Problem statement:
Pick out each line below containing "rules".

Excerpted records:
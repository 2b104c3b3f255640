//! User-facing policy model.
//!
//! Criteria validate themselves at construction, rules enforce which
//! criterion types their operation admits, and policies aggregate rules
//! with scope and lifecycle metadata.

pub mod criteria;
pub mod rules;
pub mod types;

pub use criteria::{
    Abi, Criterion, EthValueCriterion, EvmAddressCriterion, EvmDataCondition,
    EvmDataConditionParam, EvmDataCriterion, EvmDataParameterCondition,
    EvmDataParameterConditionList, EvmMessageCriterion, EvmNetworkCriterion,
    EvmTypedAddressCondition, EvmTypedDataCondition, EvmTypedNumericalCondition,
    EvmTypedStringCondition, KnownAbiType, MembershipOperator, Network, OrderedOperator,
    SignEvmTypedDataFieldCriterion, SignEvmTypedDataVerifyingContractCriterion,
    SolAddressCriterion, TypedDataFieldDef, TypedDataTypes, ValueOperator,
};
pub use rules::{Action, Operation, Rule};
pub use types::{
    CreatePolicyOptions, ListPoliciesResult, Policy, PolicyScope, UpdatePolicyOptions,
};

Exercise solution:
//! Criteria validate themselves at construction, rules enforce which
//! criterion types their operation admits, and policies aggregate rules
pub mod rules;
pub use rules::{Action, Operation, Rule};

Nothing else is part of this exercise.